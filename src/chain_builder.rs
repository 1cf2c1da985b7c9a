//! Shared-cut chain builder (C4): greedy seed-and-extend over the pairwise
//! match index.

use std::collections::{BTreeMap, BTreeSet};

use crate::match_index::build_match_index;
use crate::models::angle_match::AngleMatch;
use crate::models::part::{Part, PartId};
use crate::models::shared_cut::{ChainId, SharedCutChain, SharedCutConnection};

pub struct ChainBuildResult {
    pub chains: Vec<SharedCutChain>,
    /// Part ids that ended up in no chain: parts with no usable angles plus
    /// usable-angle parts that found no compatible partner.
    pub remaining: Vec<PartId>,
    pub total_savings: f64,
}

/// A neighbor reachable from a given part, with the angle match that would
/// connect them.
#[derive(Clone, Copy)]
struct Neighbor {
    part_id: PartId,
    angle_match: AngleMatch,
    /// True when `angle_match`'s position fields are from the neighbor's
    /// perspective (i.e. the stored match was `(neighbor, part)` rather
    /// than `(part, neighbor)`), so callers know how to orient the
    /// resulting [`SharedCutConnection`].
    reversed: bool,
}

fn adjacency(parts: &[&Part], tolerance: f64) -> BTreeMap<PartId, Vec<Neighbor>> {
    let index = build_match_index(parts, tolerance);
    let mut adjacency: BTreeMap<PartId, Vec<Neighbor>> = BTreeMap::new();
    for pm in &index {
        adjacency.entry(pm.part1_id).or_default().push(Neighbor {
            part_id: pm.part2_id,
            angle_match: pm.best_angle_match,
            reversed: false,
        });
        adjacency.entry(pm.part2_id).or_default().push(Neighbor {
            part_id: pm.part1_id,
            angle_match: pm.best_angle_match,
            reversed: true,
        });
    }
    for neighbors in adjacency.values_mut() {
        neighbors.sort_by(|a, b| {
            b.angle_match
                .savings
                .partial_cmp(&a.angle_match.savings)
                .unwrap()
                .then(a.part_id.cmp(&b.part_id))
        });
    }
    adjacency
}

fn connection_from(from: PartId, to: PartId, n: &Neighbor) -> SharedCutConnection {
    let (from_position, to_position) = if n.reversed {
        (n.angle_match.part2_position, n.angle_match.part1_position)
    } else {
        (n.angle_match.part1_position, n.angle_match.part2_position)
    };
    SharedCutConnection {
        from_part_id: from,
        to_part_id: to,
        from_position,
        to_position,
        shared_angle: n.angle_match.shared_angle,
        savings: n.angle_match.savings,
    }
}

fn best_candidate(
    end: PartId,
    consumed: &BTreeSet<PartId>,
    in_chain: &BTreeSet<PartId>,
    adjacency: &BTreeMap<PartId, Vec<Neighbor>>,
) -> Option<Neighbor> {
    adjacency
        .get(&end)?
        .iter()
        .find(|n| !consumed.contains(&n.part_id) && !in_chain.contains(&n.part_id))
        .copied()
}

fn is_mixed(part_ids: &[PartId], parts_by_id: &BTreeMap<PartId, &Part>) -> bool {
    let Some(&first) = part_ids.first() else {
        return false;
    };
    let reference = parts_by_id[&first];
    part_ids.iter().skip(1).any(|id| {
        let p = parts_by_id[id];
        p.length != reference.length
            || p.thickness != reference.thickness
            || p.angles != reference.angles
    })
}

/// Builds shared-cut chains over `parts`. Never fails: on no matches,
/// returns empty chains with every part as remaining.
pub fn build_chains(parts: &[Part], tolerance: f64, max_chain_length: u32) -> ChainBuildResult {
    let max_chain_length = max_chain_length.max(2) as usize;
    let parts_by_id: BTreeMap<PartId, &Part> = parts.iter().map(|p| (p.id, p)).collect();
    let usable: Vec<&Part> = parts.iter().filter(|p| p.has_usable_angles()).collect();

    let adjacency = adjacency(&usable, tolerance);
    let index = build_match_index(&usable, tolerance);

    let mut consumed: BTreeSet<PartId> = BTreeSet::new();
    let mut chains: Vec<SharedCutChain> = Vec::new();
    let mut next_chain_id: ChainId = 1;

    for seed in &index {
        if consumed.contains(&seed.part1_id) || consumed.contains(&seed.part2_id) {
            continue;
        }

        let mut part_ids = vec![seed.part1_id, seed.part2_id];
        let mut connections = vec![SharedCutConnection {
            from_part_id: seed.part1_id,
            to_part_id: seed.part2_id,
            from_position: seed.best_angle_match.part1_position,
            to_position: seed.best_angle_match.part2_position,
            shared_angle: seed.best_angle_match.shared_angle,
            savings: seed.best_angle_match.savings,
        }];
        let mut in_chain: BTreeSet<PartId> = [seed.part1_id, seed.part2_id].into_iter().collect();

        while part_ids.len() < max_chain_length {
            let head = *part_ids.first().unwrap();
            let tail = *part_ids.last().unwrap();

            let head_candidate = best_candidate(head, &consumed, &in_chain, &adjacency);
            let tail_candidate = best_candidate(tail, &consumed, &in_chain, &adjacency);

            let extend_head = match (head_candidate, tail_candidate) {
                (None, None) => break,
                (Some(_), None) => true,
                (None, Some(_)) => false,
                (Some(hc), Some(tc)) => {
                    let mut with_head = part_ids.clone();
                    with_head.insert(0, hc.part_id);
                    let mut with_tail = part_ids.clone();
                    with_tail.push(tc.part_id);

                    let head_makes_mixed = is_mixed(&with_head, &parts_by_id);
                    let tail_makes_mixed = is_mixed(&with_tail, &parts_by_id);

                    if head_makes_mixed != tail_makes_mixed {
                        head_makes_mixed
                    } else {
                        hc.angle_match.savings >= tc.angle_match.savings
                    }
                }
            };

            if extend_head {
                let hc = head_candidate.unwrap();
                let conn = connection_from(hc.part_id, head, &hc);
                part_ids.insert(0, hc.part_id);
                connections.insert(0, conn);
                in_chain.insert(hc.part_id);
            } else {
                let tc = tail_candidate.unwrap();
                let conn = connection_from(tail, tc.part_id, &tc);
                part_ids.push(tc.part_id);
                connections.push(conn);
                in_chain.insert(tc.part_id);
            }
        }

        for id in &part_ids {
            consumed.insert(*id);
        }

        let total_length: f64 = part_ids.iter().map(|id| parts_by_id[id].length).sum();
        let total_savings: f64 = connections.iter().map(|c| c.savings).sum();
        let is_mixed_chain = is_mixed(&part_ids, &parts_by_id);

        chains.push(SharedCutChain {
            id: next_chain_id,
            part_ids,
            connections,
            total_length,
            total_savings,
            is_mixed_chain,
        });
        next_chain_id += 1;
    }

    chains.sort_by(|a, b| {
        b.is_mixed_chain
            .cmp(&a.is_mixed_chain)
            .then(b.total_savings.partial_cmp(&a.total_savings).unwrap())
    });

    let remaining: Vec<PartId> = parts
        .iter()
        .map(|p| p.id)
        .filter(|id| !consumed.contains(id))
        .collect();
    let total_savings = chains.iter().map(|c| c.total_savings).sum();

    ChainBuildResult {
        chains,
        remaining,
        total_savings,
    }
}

### Task to complete
Copy each line of the material exactly as shown.

### Exercise solution
filename src/chain_builder.rs
repository 1cf2c1da985b7c9a
//! Shared-cut chain builder (C4): greedy seed-and-extend over the pairwise
//! match index.

use std::collections::{BTreeMap, BTreeSet};

use crate::match_index::build_match_index;
use crate::models::angle_match::AngleMatch;
use crate::models::part::{Part, PartId};
use crate::models::shared_cut::{ChainId, SharedCutChain, SharedCutConnection};

pub struct ChainBuildResult {
    pub chains: Vec<SharedCutChain>,
    /// Part ids that ended up in no chain: parts with no usable angles plus
    /// usable-angle parts that found no compatible partner.
    pub remaining: Vec<PartId>,
    pub total_savings: f64,
}

/// A neighbor reachable from a given part, with the angle match that would
/// connect them.
#[derive(Clone, Copy)]
struct Neighbor {
    part_id: PartId,
    angle_match: AngleMatch,
    /// True when `angle_match`'s position fields are from the neighbor's
    /// perspective (i.e. the stored match was `(neighbor, part)` rather
    /// than `(part, neighbor)`), so callers know how to orient the
    /// resulting [`SharedCutConnection`].
    reversed: bool,
}

fn adjacency(parts: &[&Part], tolerance: f64) -> BTreeMap<PartId, Vec<Neighbor>> {
    let index = build_match_index(parts, tolerance);
    let mut adjacency: BTreeMap<PartId, Vec<Neighbor>> = BTreeMap::new();
    for pm in &index {
        adjacency.entry(pm.part1_id).or_default().push(Neighbor {
            part_id: pm.part2_id,
            angle_match: pm.best_angle_match,
            reversed: false,
        });
        adjacency.entry(pm.part2_id).or_default().push(Neighbor {
            part_id: pm.part1_id,
            angle_match: pm.best_angle_match,
            reversed: true,
        });
    }
    for neighbors in adjacency.values_mut() {
        neighbors.sort_by(|a, b| {
            b.angle_match
                .savings
                .partial_cmp(&a.angle_match.savings)
                .unwrap()
                .then(a.part_id.cmp(&b.part_id))
        });
    }
    adjacency
}

fn connection_from(from: PartId, to: PartId, n: &Neighbor) -> SharedCutConnection {
    let (from_position, to_position) = if n.reversed {
        (n.angle_match.part2_position, n.angle_match.part1_position)
    } else {
        (n.angle_match.part1_position, n.angle_match.part2_position)
    };
    SharedCutConnection {
        from_part_id: from,
        to_part_id: to,
        from_position,
        to_position,
        shared_angle: n.angle_match.shared_angle,
        savings: n.angle_match.savings,
    }
}

fn best_candidate(
    end: PartId,
    consumed: &BTreeSet<PartId>,
    in_chain: &BTreeSet<PartId>,
    adjacency: &BTreeMap<PartId, Vec<Neighbor>>,
) -> Option<Neighbor> {
    adjacency
        .get(&end)?
        .iter()
        .find(|n| !consumed.contains(&n.part_id) && !in_chain.contains(&n.part_id))
        .copied()
}

fn is_mixed(part_ids: &[PartId], parts_by_id: &BTreeMap<PartId, &Part>) -> bool {
    let Some(&first) = part_ids.first() else {
        return false;
    };
    let reference = parts_by_id[&first];
    part_ids.iter().skip(1).any(|id| {
        let p = parts_by_id[id];
        p.length != reference.length
            || p.thickness != reference.thickness
            || p.angles != reference.angles
    })
}

/// Builds shared-cut chains over `parts`. Never fails: on no matches,
/// returns empty chains with every part as remaining.
pub fn build_chains(parts: &[Part], tolerance: f64, max_chain_length: u32) -> ChainBuildResult {
    let max_chain_length = max_chain_length.max(2) as usize;
    let parts_by_id: BTreeMap<PartId, &Part> = parts.iter().map(|p| (p.id, p)).collect();
    let usable: Vec<&Part> = parts.iter().filter(|p| p.has_usable_angles()).collect();

    let adjacency = adjacency(&usable, tolerance);
    let index = build_match_index(&usable, tolerance);

    let mut consumed: BTreeSet<PartId> = BTreeSet::new();
    let mut chains: Vec<SharedCutChain> = Vec::new();
    let mut next_chain_id: ChainId = 1;

    for seed in &index {
        if consumed.contains(&seed.part1_id) || consumed.contains(&seed.part2_id) {
            continue;
        }

        let mut part_ids = vec![seed.part1_id, seed.part2_id];
        let mut connections = vec![SharedCutConnection {
            from_part_id: seed.part1_id,
            to_part_id: seed.part2_id,
            from_position: seed.best_angle_match.part1_position,
            to_position: seed.best_angle_match.part2_position,
            shared_angle: seed.best_angle_match.shared_angle,
            savings: seed.best_angle_match.savings,
        }];
        let mut in_chain: BTreeSet<PartId> = [seed.part1_id, seed.part2_id].into_iter().collect();

        while part_ids.len() < max_chain_length {
            let head = *part_ids.first().unwrap();
            let tail = *part_ids.last().unwrap();

            let head_candidate = best_candidate(head, &consumed, &in_chain, &adjacency);
            let tail_candidate = best_candidate(tail, &consumed, &in_chain, &adjacency);

            let extend_head = match (head_candidate, tail_candidate) {
                (None, None) => break,
                (Some(_), None) => true,
                (None, Some(_)) => false,
                (Some(hc), Some(tc)) => {
                    let mut with_head = part_ids.clone();
                    with_head.insert(0, hc.part_id);
                    let mut with_tail = part_ids.clone();
                    with_tail.push(tc.part_id);

                    let head_makes_mixed = is_mixed(&with_head, &parts_by_id);
                    let tail_makes_mixed = is_mixed(&with_tail, &parts_by_id);

                    if head_makes_mixed != tail_makes_mixed {
                        head_makes_mixed
                    } else {
                        hc.angle_match.savings >= tc.angle_match.savings
                    }
                }
            };

            if extend_head {
                let hc = head_candidate.unwrap();
                let conn = connection_from(hc.part_id, head, &hc);
                part_ids.insert(0, hc.part_id);
                connections.insert(0, conn);
                in_chain.insert(hc.part_id);
            } else {
                let tc = tail_candidate.unwrap();
                let conn = connection_from(tail, tc.part_id, &tc);
                part_ids.push(tc.part_id);
                connections.push(conn);
                in_chain.insert(tc.part_id);
            }
        }

        for id in &part_ids {
            consumed.insert(*id);
        }

        let total_length: f64 = part_ids.iter().map(|id| parts_by_id[id].length).sum();
        let total_savings: f64 = connections.iter().map(|c| c.savings).sum();
        let is_mixed_chain = is_mixed(&part_ids, &parts_by_id);

        chains.push(SharedCutChain {
            id: next_chain_id,
            part_ids,
            connections,
            total_length,
            total_savings,
            is_mixed_chain,
        });
        next_chain_id += 1;
    }

    chains.sort_by(|a, b| {
        b.is_mixed_chain
            .cmp(&a.is_mixed_chain)
            .then(b.total_savings.partial_cmp(&a.total_savings).unwrap())
    });

    let remaining: Vec<PartId> = parts
        .iter()
        .map(|p| p.id)
        .filter(|id| !consumed.contains(id))
        .collect();
    let total_savings = chains.iter().map(|c| c.total_savings).sum();

    ChainBuildResult {
        chains,
        remaining,
        total_savings,
    }
}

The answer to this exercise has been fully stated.